307.邪龍と呼ばれるお子様
久しぶりに再会した友人は、驚くほど縮んでいた。アギトは眉尻を下げる。
「なんて哀れな姿に……」
ほとほと涙をこぼすアギトは、邪龍と呼ばれる所以を遺憾なく発揮した。涙が落ちた場所の草が枯れ、身を預ける土が変色する。感情の浮き沈みで、周囲を腐食させる能力があった。
アギト本人は情に厚い、奇妙な収集癖を持つ変わり者だった。腐食能力が原因で、邪龍として名を馳せる。封印されたのは暴れたせいだ。
集落の谷が腐食の影響で脆くなり、原因である彼を同族が追い出そうとした。その際にケンカとなり、ルシファーが介入する。アギトが数人を故意に傷つけたので封印し、後日事情を知って、神龍族にも罰を与えた。ちなみに寿命の問題で、当事者達はもう亡くなっている。
龍と竜で種族は違うものの、同族と逸れた仲間と認識するアギトは、アムドゥスキアスに親近感を抱いていた。
「哀れじゃない! 綺麗で可愛くて強欲なお嫁様に貰われたし、子竜だって出来たんだからな!」
お前とは違う。言い放つアムドゥスキアスは胸を張った。と言っても、小さな状態なので迫力は皆無だ。ぬいぐるみのようなサイズで威張る。これでも魔族の中では、強者に分類されるのが不思議だった。
「お嫁様? 貰われた?」
尻に敷かれる翡翠竜を知る二人は苦笑いした。奇妙な表現に首を傾げるアギトへ、かいつまんで事情を説明する。ルシファーの話を飲み込んだ後、アギトはぽつりと呟いた。
「仲間だと思ったのに、裏切り者……」
「アギト、お前が色々拗らせてるのは知ってる。気の毒だと思うが、その言い方は違うぞ」
アギトを結界で包み、周囲に被害が出ないよう気遣うルシファーが叱る。不満そうに頬を膨らませる彼に、根気強く説明した。仲間だと思うなら、幸せになった翡翠竜を祝福するべきだ、と。
「でも……」
神龍達から距離を置かれて育ったため、アギトの精神は幼い。ただ感受性は強いので、仲間が出来れば変わるのだろう。すぐケンカになるのも、手加減を知らずに叩きのめしてしまうのも、彼が孤独な証拠だった。大人になる過程で覚えることを、誰もアギトに教えていない。
「友人なのだろう? 嫌がることをしてはダメだ。
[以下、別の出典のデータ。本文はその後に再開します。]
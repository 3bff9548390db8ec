//! The seam toward the chatbot widget.
//!
//! The engine never renders anything itself: everything user-visible goes
//! through [`ConversationSurface`], which the embedding chatbot SDK
//! implements. Notices are semantic; wording and translation live on the
//! surface side.

use async_trait::async_trait;

/// User-visible system notices.
#[derive(Debug, Clone, Copy, PartialEq, Eq)]
pub enum SystemNotice {
    /// Escalation started, an agent is being looked for.
    WaitForAgent,
    AgentJoined,
    AgentLeft,
    NoAgents,
    /// The poll loop lost the connection and gave up.
    Disconnection,
    /// The chat was closed at the user's request.
    ChatClosed,
    /// Something went wrong upstream, invite the user to retry.
    GenericError,
    /// Prompt the user to type a new question after teardown.
    EnterQuestion,
    /// The operation is closed all day.
    OperationClosed,
    /// Outside today's opening intervals.
    OutOfHours,
}

/// Analytics events the chatbot side records.
#[derive(Debug, Clone, Copy, PartialEq, Eq)]
pub enum TrackingEvent {
    ChatAttended,
    ChatNoAgents,
}

/// One entry of the bot conversation transcript.
///
/// `user` is one of the author roles (`assistant`, `guest`, `system`)
/// resolved to display labels when the transcript is flushed to the agent.
#[derive(Debug, Clone, PartialEq, Eq)]
pub struct TranscriptEntry {
    pub user: String,
    pub message: String,
}

/// Callback surface of the conversation widget.
#[async_trait]
pub trait ConversationSurface: Send + Sync {
    async fn system_notice(&self, notice: SystemNotice);
    /// Show a message in the transcript as coming from the agent side.
    async fn agent_message(&self, text: &str);
    async fn typing_indicator(&self, active: bool);
    async fn set_input_enabled(&self, enabled: bool);
    /// The agent profile resolved an avatar image for the widget header.
    async fn agent_profile(&self, hero_image: &str);
    async fn track(&self, event: TrackingEvent);
    /// The bot conversation so far, oldest first.
    async fn conversation_transcript(&self) -> Vec<TranscriptEntry>;
}

#[cfg(test)]
pub mod testing {
    //! Recording surface for unit tests.

    use std::sync::Mutex;

    use super::*;

    #[derive(Default)]
    pub struct RecordingSurface {
        pub events: Mutex<Vec<String>>,
        pub transcript: Mutex<Vec<TranscriptEntry>>,
    }

    impl RecordingSurface {
        pub fn new() -> Self {
            Self::default()
        }

        fn record(&self, event: String) {
            self.events.lock().unwrap().push(event);
        }

        pub fn recorded(&self) -> Vec<String> {
            self.events.lock().unwrap().clone()
        }

        pub fn has_event(&self, needle: &str) -> bool {
            self.recorded().iter().any(|e| e == needle)
        }

        pub fn count_event(&self, needle: &str) -> usize {
            self.recorded().iter().filter(|e| *e == needle).count()
        }
    }

    #[async_trait]
    impl ConversationSurface for RecordingSurface {
        async fn system_notice(&self, notice: SystemNotice) {
            self.record(format!("notice:{notice:?}"));
        }

        async fn agent_message(&self, text: &str) {
            self.record(format!("agent:{text}"));
        }

        async fn typing_indicator(&self, active: bool) {
            self.record(format!("typing:{active}"));
        }

        async fn set_input_enabled(&self, enabled: bool) {
            self.record(format!("input:{enabled}"));
        }

        async fn agent_profile(&self, hero_image: &str) {
            self.record(format!("avatar:{hero_image}"));
        }

        async fn track(&self, event: TrackingEvent) {
            self.record(format!("track:{event:?}"));
        }

        async fn conversation_transcript(&self) -> Vec<TranscriptEntry> {
            self.transcript.lock().unwrap().clone()
        }
    }
}
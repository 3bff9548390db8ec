//! Axum HTTP gateway exposing the pass-through operations.
//!
//! Every route accepts plain query/body parameters, runs the matching
//! bridge operation, and lifts the intended status out of the reply into
//! the transport status code (stripping it from the body). Session
//! handling is per request: an Origin check against the configured
//! allowlist plus the caller's session key from `X-Session-Token`.

use std::net::SocketAddr;
use std::sync::Arc;

use axum::{
    Json, Router,
    extract::{Query, State},
    http::{HeaderMap, StatusCode, header},
    response::{IntoResponse, Response},
    routing::{get, post},
};
use serde::Deserialize;
use serde_json::{Value, json};
use tower_http::cors::CorsLayer;
use tower_http::trace::TraceLayer;

use crate::bridge::{AgentsQuery, Bridge, param_error};
use crate::config::GatewayConfig;
use crate::error::{Error, GatewayError};
use crate::remote::ApiReply;
use crate::session::SessionIdentity;

/// Header carrying the caller's opaque session key.
pub const SESSION_TOKEN_HEADER: &str = "x-session-token";

/// Shared state for all gateway handlers.
pub struct GatewayState {
    pub bridge: Bridge,
    pub config: GatewayConfig,
}

impl GatewayState {
    /// Validate the request's origin and session key, producing the
    /// session identity every operation is keyed by.
    fn session_identity(&self, headers: &HeaderMap) -> Result<SessionIdentity, Response> {
        if let Some(origin) = headers
            .get(header::ORIGIN)
            .and_then(|v| v.to_str().ok())
            .filter(|o| !o.is_empty())
        {
            let origin = origin
                .trim_start_matches("https://")
                .trim_start_matches("http://");
            if self.config.allowed_domains.is_empty()
                || !self.config.allowed_domains.iter().any(|d| d == origin)
            {
                return Err(forbidden("Domain error"));
            }
        }

        let token = headers
            .get(SESSION_TOKEN_HEADER)
            .and_then(|v| v.to_str().ok())
            .filter(|t| !t.is_empty())
            .ok_or_else(|| forbidden("Error on token"))?;

        Ok(SessionIdentity::new(
            token,
            &self.config.linked_session_suffix,
        ))
    }
}

fn forbidden(message: &str) -> Response {
    (
        StatusCode::FORBIDDEN,
        Json(json!({ "error": message })),
    )
        .into_response()
}

/// Lift the reply's intended status into the transport status. 204 must
/// carry no body; everything else ships the JSON body as-is.
fn lift(result: Result<ApiReply, Error>) -> Response {
    let reply = match result {
        Ok(reply) => reply,
        Err(e) => {
            tracing::warn!("Operation failed: {e}");
            let status =
                StatusCode::from_u16(e.status_code()).unwrap_or(StatusCode::BAD_GATEWAY);
            return (status, Json(e.to_error_body())).into_response();
        }
    };

    let status = StatusCode::from_u16(reply.code).unwrap_or(StatusCode::OK);
    if status == StatusCode::NO_CONTENT {
        return status.into_response();
    }
    (status, Json(reply.body)).into_response()
}

/// Build the gateway router.
pub fn router(state: Arc<GatewayState>) -> Router {
    Router::new()
        .route("/hours-of-operation", get(hours_of_operation_handler))
        .route("/agents-availability", get(agents_availability_handler))
        .route("/chat-profile", get(chat_profile_handler))
        .route("/make-chat", post(make_chat_handler))
        .route("/get-response", get(get_response_handler))
        .route("/send-text", post(send_text_handler))
        .route("/end-chat", post(end_chat_handler))
        .layer(TraceLayer::new_for_http())
        .layer(CorsLayer::permissive())
        .with_state(state)
}

/// Start the gateway HTTP server.
///
/// Returns the actual bound `SocketAddr` (useful when binding to port 0).
pub async fn start_server(
    addr: SocketAddr,
    state: Arc<GatewayState>,
) -> Result<SocketAddr, GatewayError> {
    let listener = tokio::net::TcpListener::bind(addr)
        .await
        .map_err(|e| GatewayError::StartupFailed(format!("failed to bind to {addr}: {e}")))?;
    let bound_addr = listener
        .local_addr()
        .map_err(|e| GatewayError::StartupFailed(format!("failed to get local addr: {e}")))?;

    let app = router(state);
    tokio::spawn(async move {
        if let Err(e) = axum::serve(listener, app).await {
            tracing::error!("Gateway server exited: {e}");
        }
    });

    tracing::info!("Gateway listening on {bound_addr}");
    Ok(bound_addr)
}

#[derive(Debug, Deserialize)]
struct HoursQuery {
    #[serde(rename = "profileIdHoursOperation")]
    profile_id: Option<String>,
}

#[derive(Debug, Deserialize)]
#[serde(rename_all = "camelCase")]
struct ChatProfileQuery {
    point_of_contact: Option<String>,
}

#[derive(Debug, Deserialize)]
#[serde(rename_all = "camelCase")]
struct PollQuery {
    chat_session_id: Option<String>,
    timeout: Option<u64>,
}

#[derive(Debug, Deserialize)]
#[serde(rename_all = "camelCase")]
struct ChatSessionQuery {
    chat_session_id: Option<String>,
}

async fn hours_of_operation_handler(
    State(state): State<Arc<GatewayState>>,
    headers: HeaderMap,
    Query(query): Query<HoursQuery>,
) -> Response {
    let identity = match state.session_identity(&headers) {
        Ok(identity) => identity,
        Err(response) => return response,
    };
    let profile_id = query.profile_id.as_deref().filter(|p| !p.is_empty());
    lift(
        state
            .bridge
            .hours_of_operation(&identity, profile_id)
            .await,
    )
}

async fn agents_availability_handler(
    State(state): State<Arc<GatewayState>>,
    headers: HeaderMap,
    Query(query): Query<AgentsQuery>,
) -> Response {
    let identity = match state.session_identity(&headers) {
        Ok(identity) => identity,
        Err(response) => return response,
    };
    lift(state.bridge.agents_availability(&identity, &query).await)
}

async fn chat_profile_handler(
    State(state): State<Arc<GatewayState>>,
    headers: HeaderMap,
    Query(query): Query<ChatProfileQuery>,
) -> Response {
    let identity = match state.session_identity(&headers) {
        Ok(identity) => identity,
        Err(response) => return response,
    };
    let Some(point_of_contact) = query.point_of_contact.filter(|p| !p.is_empty()) else {
        return lift(Ok(param_error(Some("pointOfContact"))));
    };
    lift(state.bridge.chat_profile(&identity, &point_of_contact).await)
}

async fn make_chat_handler(
    State(state): State<Arc<GatewayState>>,
    headers: HeaderMap,
    body: String,
) -> Response {
    let identity = match state.session_identity(&headers) {
        Ok(identity) => identity,
        Err(response) => return response,
    };
    let Ok(payload) = serde_json::from_str::<Value>(&body) else {
        return lift(Ok(param_error(None)));
    };
    lift(state.bridge.make_chat(&identity, &payload).await)
}

async fn get_response_handler(
    State(state): State<Arc<GatewayState>>,
    headers: HeaderMap,
    Query(query): Query<PollQuery>,
) -> Response {
    let identity = match state.session_identity(&headers) {
        Ok(identity) => identity,
        Err(response) => return response,
    };
    let Some(chat_session_id) = query.chat_session_id.filter(|c| !c.is_empty()) else {
        return lift(Ok(param_error(None)));
    };
    lift(
        state
            .bridge
            .get_response(&identity, &chat_session_id, query.timeout.unwrap_or(0))
            .await,
    )
}

async fn send_text_handler(
    State(state): State<Arc<GatewayState>>,
    headers: HeaderMap,
    Query(query): Query<ChatSessionQuery>,
    body: String,
) -> Response {
    let identity = match state.session_identity(&headers) {
        Ok(identity) => identity,
        Err(response) => return response,
    };
    let Some(chat_session_id) = query.chat_session_id.filter(|c| !c.is_empty()) else {
        return lift(Ok(param_error(None)));
    };
    let Ok(payload) = serde_json::from_str::<Value>(&body) else {
        return lift(Ok(param_error(None)));
    };
    lift(
        state
            .bridge
            .send_text(&identity, &chat_session_id, &payload)
            .await,
    )
}

async fn end_chat_handler(
    State(state): State<Arc<GatewayState>>,
    headers: HeaderMap,
    Query(query): Query<ChatSessionQuery>,
) -> Response {
    let identity = match state.session_identity(&headers) {
        Ok(identity) => identity,
        Err(response) => return response,
    };
    let Some(chat_session_id) = query.chat_session_id.filter(|c| !c.is_empty()) else {
        return lift(Ok(param_error(None)));
    };
    lift(state.bridge.end_chat(&identity, &chat_session_id).await)
}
オレはお前を封印したくない」
「……どうして?」
「一人で眠り続けるのは寂しいはずだ」
しょんぼり項垂れる。
「図体の大きな子どもですね。私の漆黒城で番人を探していますが、勤める気はありますか」
ちらりとアスタロトを見たアギトは、おずおずと申し出た。
「僕にも出来る?」
「出来るかどうかではなく、やる気があるか無いかです」
「やる! やりたい」
「ではお願いしますね」
アギトは嬉しそうに尻尾を振った。びたんと大地に触れれば、そこから芽が生える。塞ぎ込めば腐食し、浮かれたら芽吹かせる。稀有な能力の持ち主は、ご機嫌で尻尾を振り回す。
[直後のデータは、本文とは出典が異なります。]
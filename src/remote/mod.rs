//! Remote contact-center API surface.
//!
//! The operation set is a fixed contract: the bridge consumes it, it does
//! not redesign it. [`ContactCenterApi`] is the seam the token layer,
//! pass-through operations, and escalation engine all talk through; the
//! HTTP implementation lives in [`http`].

pub mod http;

use async_trait::async_trait;
use serde::Deserialize;
use serde_json::{Value, json};

use crate::auth::Credential;
use crate::error::{ApiError, AuthError};

/// One reply from the remote API: the upstream status plus the JSON body.
///
/// Structured upstream failures (4xx/5xx with a body) travel through here
/// rather than as errors; only bodiless transport failures become
/// [`ApiError`]. 204 is the canonical "no new content, keep polling"
/// signal — the HTTP layer normalizes the upstream's empty-body variants
/// into it at the edge.
#[derive(Debug, Clone, PartialEq)]
pub struct ApiReply {
    pub code: u16,
    pub body: Value,
}

impl ApiReply {
    pub fn ok(body: Value) -> Self {
        Self { code: 200, body }
    }

    /// The canonical recoverable-empty reply.
    pub fn no_messages() -> Self {
        Self {
            code: 204,
            body: json!({ "error": "no messages" }),
        }
    }

    pub fn error(code: u16, message: impl Into<String>) -> Self {
        Self {
            code,
            body: json!({ "error": message.into() }),
        }
    }

    /// "No new content, keep polling."
    pub fn is_recoverable_empty(&self) -> bool {
        self.code == 204
    }

    pub fn is_success(&self) -> bool {
        (200..300).contains(&self.code)
    }
}

/// Identity endpoint grant. The raw response also carries an `id_token`,
/// which is dropped here and never stored.
#[derive(Debug, Clone)]
pub struct AccessKeyGrant {
    pub access_token: String,
    pub token_type: String,
    pub refresh_token: String,
    /// Seconds until expiry, relative to the moment of issue.
    pub expires_in: i64,
}

impl AccessKeyGrant {
    /// Parse the identity endpoint body. A grant without `access_token` or
    /// `token_type` is unusable and terminal for the current call.
    pub fn from_body(body: &Value) -> Result<Self, AuthError> {
        let access_token = body
            .get("access_token")
            .and_then(Value::as_str)
            .ok_or(AuthError::MissingField {
                field: "access_token",
            })?;
        let token_type = body
            .get("token_type")
            .and_then(Value::as_str)
            .ok_or(AuthError::MissingField { field: "token_type" })?;

        Ok(Self {
            access_token: access_token.to_string(),
            token_type: token_type.to_string(),
            refresh_token: body
                .get("refresh_token")
                .and_then(Value::as_str)
                .unwrap_or_default()
                .to_string(),
            expires_in: body.get("expires_in").and_then(Value::as_i64).unwrap_or(0),
        })
    }
}

/// One polled chat message. Field names are the remote wire shape.
#[derive(Debug, Clone, Default, Deserialize)]
pub struct ChatMessage {
    #[serde(rename = "Type")]
    pub kind: Option<String>,
    #[serde(rename = "Status")]
    pub status: Option<String>,
    #[serde(rename = "Text")]
    pub text: Option<String>,
    #[serde(rename = "PartyTypeValue")]
    pub party_type: Option<String>,
    #[serde(rename = "IsTextEntered")]
    pub is_text_entered: Option<String>,
    #[serde(rename = "IsTyping")]
    pub is_typing: Option<String>,
}

/// Pull the ordered message list out of a poll reply body.
pub fn parse_messages(body: &Value) -> Vec<ChatMessage> {
    body.get("messages")
        .and_then(Value::as_array)
        .map(|messages| {
            messages
                .iter()
                .filter_map(|m| serde_json::from_value(m.clone()).ok())
                .collect()
        })
        .unwrap_or_default()
}

/// Collapse a transcript-form send-text body into a single message.
///
/// The transcript form carries the full bot conversation
/// (`messages` + author labels + the transcript title); anything else
/// passes through untouched. Authors are resolved through the
/// `assistant`/`guest`/`system` labels, falling back to `Unknown`.
pub fn flatten_transcript(body: &Value) -> Value {
    let Some(obj) = body.as_object() else {
        return body.clone();
    };
    let required = [
        "messages",
        "assistant",
        "guest",
        "system",
        "transcriptConversationText",
    ];
    if required.iter().any(|k| !obj.contains_key(*k)) {
        return body.clone();
    }
    let Some(messages) = obj["messages"].as_array() else {
        return body.clone();
    };
    if messages.is_empty() {
        return body.clone();
    }

    let mut combined = String::new();
    for message in messages {
        let author = match message.get("user").and_then(Value::as_str) {
            Some(user) => obj.get(user).and_then(Value::as_str).unwrap_or("Unknown"),
            None => obj["system"].as_str().unwrap_or("Unknown"),
        };
        let text = message.get("message").and_then(Value::as_str).unwrap_or("");
        combined.push_str(&format!("<i>{}</i>: {}<br>", author, text));
    }

    json!({
        "message": combined,
        "label": obj["transcriptConversationText"],
    })
}

/// The fixed remote operation set.
#[async_trait]
pub trait ContactCenterApi: Send + Sync {
    /// Exchange the configured access key pair for a token grant.
    async fn obtain_access_key(&self) -> Result<AccessKeyGrant, AuthError>;

    /// Resolve the per-tenant API base for a fresh grant.
    async fn discover_endpoint(
        &self,
        access_token: &str,
        token_type: &str,
    ) -> Result<String, AuthError>;

    async fn hours_of_operation(
        &self,
        credential: &Credential,
        profile_id: Option<&str>,
    ) -> Result<ApiReply, ApiError>;

    async fn agents_availability(
        &self,
        credential: &Credential,
        fields: Option<&str>,
        top: Option<&str>,
    ) -> Result<ApiReply, ApiError>;

    async fn chat_profile(
        &self,
        credential: &Credential,
        point_of_contact: &str,
    ) -> Result<ApiReply, ApiError>;

    async fn make_chat(&self, credential: &Credential, payload: &Value)
    -> Result<ApiReply, ApiError>;

    /// Bounded-wait fetch of new messages for one chat session.
    async fn get_response(
        &self,
        credential: &Credential,
        chat_session_id: &str,
        timeout_secs: u64,
    ) -> Result<ApiReply, ApiError>;

    async fn send_text(
        &self,
        credential: &Credential,
        chat_session_id: &str,
        body: &Value,
    ) -> Result<ApiReply, ApiError>;

    async fn end_chat(
        &self,
        credential: &Credential,
        chat_session_id: &str,
    ) -> Result<ApiReply, ApiError>;
}


#[cfg(test)]
mod tests {
    use super::*;
    use pretty_assertions::assert_eq;

    #[test]
    fn grant_requires_token_and_type() {
        let body = json!({ "access_token": "T1", "expires_in": 60 });
        let err = AccessKeyGrant::from_body(&body).unwrap_err();
        assert!(matches!(
            err,
            AuthError::MissingField { field: "token_type" }
        ));

        let body = json!({
            "access_token": "T1",
            "token_type": "Bearer",
            "expires_in": 60,
            "id_token": "dropped"
        });
        let grant = AccessKeyGrant::from_body(&body).unwrap();
        assert_eq!(grant.access_token, "T1");
        assert_eq!(grant.expires_in, 60);
        assert_eq!(grant.refresh_token, "");
    }

    #[test]
    fn transcript_form_collapses_to_one_message() {
        let body = json!({
            "messages": [
                { "user": "guest", "message": "hi" },
                { "user": "assistant", "message": "hello" },
                { "message": "chat started" },
            ],
            "assistant": "Botty",
            "guest": "Ada",
            "system": "System",
            "transcriptConversationText": "Transcript Conversation",
        });

        let flat = flatten_transcript(&body);
        assert_eq!(
            flat["message"],
            "<i>Ada</i>: hi<br><i>Botty</i>: hello<br><i>System</i>: chat started<br>"
        );
        assert_eq!(flat["label"], "Transcript Conversation");
    }

    #[test]
    fn single_message_bodies_pass_through() {
        let body = json!({ "label": "Ada", "message": "hi" });
        assert_eq!(flatten_transcript(&body), body);

        // Transcript shape with an empty message list also passes through.
        let body = json!({
            "messages": [],
            "assistant": "a",
            "guest": "g",
            "system": "s",
            "transcriptConversationText": "t",
        });
        assert_eq!(flatten_transcript(&body), body);
    }

    #[test]
    fn unknown_author_label_falls_back() {
        let body = json!({
            "messages": [{ "user": "moderator", "message": "hi" }],
            "assistant": "a",
            "guest": "g",
            "system": "System",
            "transcriptConversationText": "t",
        });
        let flat = flatten_transcript(&body);
        assert_eq!(flat["message"], "<i>Unknown</i>: hi<br>");
    }

    #[test]
    fn messages_parse_in_order() {
        let body = json!({ "messages": [
            { "Type": "Chat", "Status": "Waiting" },
            { "Type": "Chat", "Status": "Active" },
        ]});
        let messages = parse_messages(&body);
        assert_eq!(messages.len(), 2);
        assert_eq!(messages[0].status.as_deref(), Some("Waiting"));
        assert_eq!(messages[1].status.as_deref(), Some("Active"));
    }
}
普段から彼がご機嫌ならば、周囲に腐食毒を撒き散らすことはない。
「誰かとバカは使いようですね」
「すごく失礼な発言だぞ、アスタロト」
「おや、自覚がおありで?」
しまったと顔を顰めるが遅い。「誰か」か「バカ」が自分だと名乗り出た形のルシファーは、ぷいっとそっぽを向いた。この人も十分子どものままですね。苦笑いして、アスタロトはアギトに場所を指示した。先に行くと浮かれて飛び上がる彼は、翡翠竜へ親しげに鼻先を押し付ける。
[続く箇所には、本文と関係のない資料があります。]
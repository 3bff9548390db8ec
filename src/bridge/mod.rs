//! Pass-through operations against the remote contact-center API.
//!
//! Each operation authenticates through the token layer, performs one
//! remote call, and applies the small amount of response shaping the
//! chatbot side relies on (profile narrowing, team filtering, the
//! profile-absent remap). Replies keep the intended status alongside the
//! body; the gateway lifts it into the transport status.

use std::sync::Arc;

use serde::Deserialize;
use serde_json::Value;

use crate::auth::TokenManager;
use crate::error::Error;
use crate::remote::{ApiReply, ContactCenterApi};
use crate::session::{CredentialCache, SessionIdentity, SessionStore};

/// Query parameters accepted by the agents-availability operation.
#[derive(Debug, Default, Clone, Deserialize)]
#[serde(rename_all = "camelCase")]
pub struct AgentsQuery {
    pub fields: Option<String>,
    pub top: Option<String>,
    pub team_id: Option<i64>,
}

/// The bridge core: token lifecycle plus the pass-through operation set.
pub struct Bridge {
    api: Arc<dyn ContactCenterApi>,
    tokens: TokenManager,
}

impl Bridge {
    pub fn new(
        api: Arc<dyn ContactCenterApi>,
        store: Arc<dyn SessionStore>,
        cache: Arc<dyn CredentialCache>,
    ) -> Self {
        let tokens = TokenManager::new(api.clone(), store, cache);
        Self { api, tokens }
    }

    pub async fn hours_of_operation(
        &self,
        identity: &SessionIdentity,
        profile_id: Option<&str>,
    ) -> Result<ApiReply, Error> {
        let credential = self.tokens.ensure_valid_credential(identity).await?;
        let mut reply = self.api.hours_of_operation(&credential, profile_id).await?;
        if let Some(profile_id) = profile_id {
            narrow_hours_profiles(&mut reply.body, profile_id);
        }
        Ok(reply)
    }

    pub async fn agents_availability(
        &self,
        identity: &SessionIdentity,
        query: &AgentsQuery,
    ) -> Result<ApiReply, Error> {
        let credential = self.tokens.ensure_valid_credential(identity).await?;
        let mut reply = self
            .api
            .agents_availability(&credential, query.fields.as_deref(), query.top.as_deref())
            .await?;

        if let Some(team_id) = query.team_id.filter(|&id| id > 0)
            && reply.body.get("error").is_none()
        {
            filter_agents_by_team(&mut reply.body, team_id);
        }
        Ok(reply)
    }

    /// Chat profile lookup. An upstream 400 means the point of contact has
    /// no profile configured, which is intentional absence, not an error.
    pub async fn chat_profile(
        &self,
        identity: &SessionIdentity,
        point_of_contact: &str,
    ) -> Result<ApiReply, Error> {
        let credential = self.tokens.ensure_valid_credential(identity).await?;
        let mut reply = self.api.chat_profile(&credential, point_of_contact).await?;
        if reply.code == 400 {
            reply.code = 204;
        }
        Ok(reply)
    }

    pub async fn make_chat(
        &self,
        identity: &SessionIdentity,
        payload: &Value,
    ) -> Result<ApiReply, Error> {
        let Some(obj) = payload.as_object() else {
            return Ok(param_error(None));
        };
        for required in ["pointOfContact", "fromAddress"] {
            if !obj.contains_key(required) {
                return Ok(param_error(Some(required)));
            }
        }

        let credential = self.tokens.ensure_valid_credential(identity).await?;
        Ok(self.api.make_chat(&credential, payload).await?)
    }

    pub async fn get_response(
        &self,
        identity: &SessionIdentity,
        chat_session_id: &str,
        timeout_secs: u64,
    ) -> Result<ApiReply, Error> {
        let credential = self.tokens.ensure_valid_credential(identity).await?;
        Ok(self
            .api
            .get_response(&credential, chat_session_id, timeout_secs)
            .await?)
    }

    pub async fn send_text(
        &self,
        identity: &SessionIdentity,
        chat_session_id: &str,
        body: &Value,
    ) -> Result<ApiReply, Error> {
        let credential = self.tokens.ensure_valid_credential(identity).await?;
        Ok(self
            .api
            .send_text(&credential, chat_session_id, body)
            .await?)
    }

    /// End the chat and tear down this identity's credential state, both
    /// the session slot and the shared cache file.
    pub async fn end_chat(
        &self,
        identity: &SessionIdentity,
        chat_session_id: &str,
    ) -> Result<ApiReply, Error> {
        let credential = self.tokens.ensure_valid_credential(identity).await?;
        let reply = self.api.end_chat(&credential, chat_session_id).await?;

        self.tokens.forget(identity).await;
        Ok(reply)
    }

    /// Drop this identity's credential state (session slot and shared
    /// cache entry) without a remote call.
    pub async fn forget_credentials(&self, identity: &SessionIdentity) {
        self.tokens.forget(identity).await;
    }
}

/// 417 reply for a missing/undecodable caller parameter.
pub fn param_error(name: Option<&str>) -> ApiReply {
    let message = match name {
        Some(name) => format!("Error with param: {name}"),
        None => "Error with params".to_string(),
    };
    ApiReply::error(417, message)
}

/// Reduce the profile set to the requested profile when it is present.
fn narrow_hours_profiles(body: &mut Value, profile_id: &str) {
    let Some(profiles) = body
        .get_mut("resultSet")
        .and_then(|rs| rs.get_mut("hoursOfOperationProfiles"))
        .and_then(Value::as_array_mut)
    else {
        return;
    };
    if let Some(matching) = profiles
        .iter()
        .find(|p| p.get("profileId").and_then(Value::as_str) == Some(profile_id))
        .cloned()
    {
        *profiles = vec![matching];
    }
}

/// Keep only the requested team's agent states, unless that would empty
/// the list entirely.
fn filter_agents_by_team(body: &mut Value, team_id: i64) {
    let Some(states) = body.get_mut("agentStates").and_then(Value::as_array_mut) else {
        return;
    };
    let filtered: Vec<Value> = states
        .iter()
        .filter(|agent| agent.get("teamId").and_then(Value::as_i64) == Some(team_id))
        .cloned()
        .collect();
    if !filtered.is_empty() {
        *states = filtered;
    }
}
「コカトリスとワイバーンの絶滅危機は、免れそうですね」
「あ……コカトリスの唐揚げ!」
頼まれていたんだっけ。捕獲に向かおうとするルシファーの襟を、ひょいっとアスタロトが掴む。
「ルシファー様、収納空間から出してください」
大量に保管しているはずですよ。言われて、掴まれた襟を取り返して正す。大量発生した時に駆除したコカトリスの存在を、すっかり忘れていた。収納から取り出せば、数百匹のコカトリスが確認される。今回の即位記念祭で調理される唐揚げ分は、しっかり足りそうだった。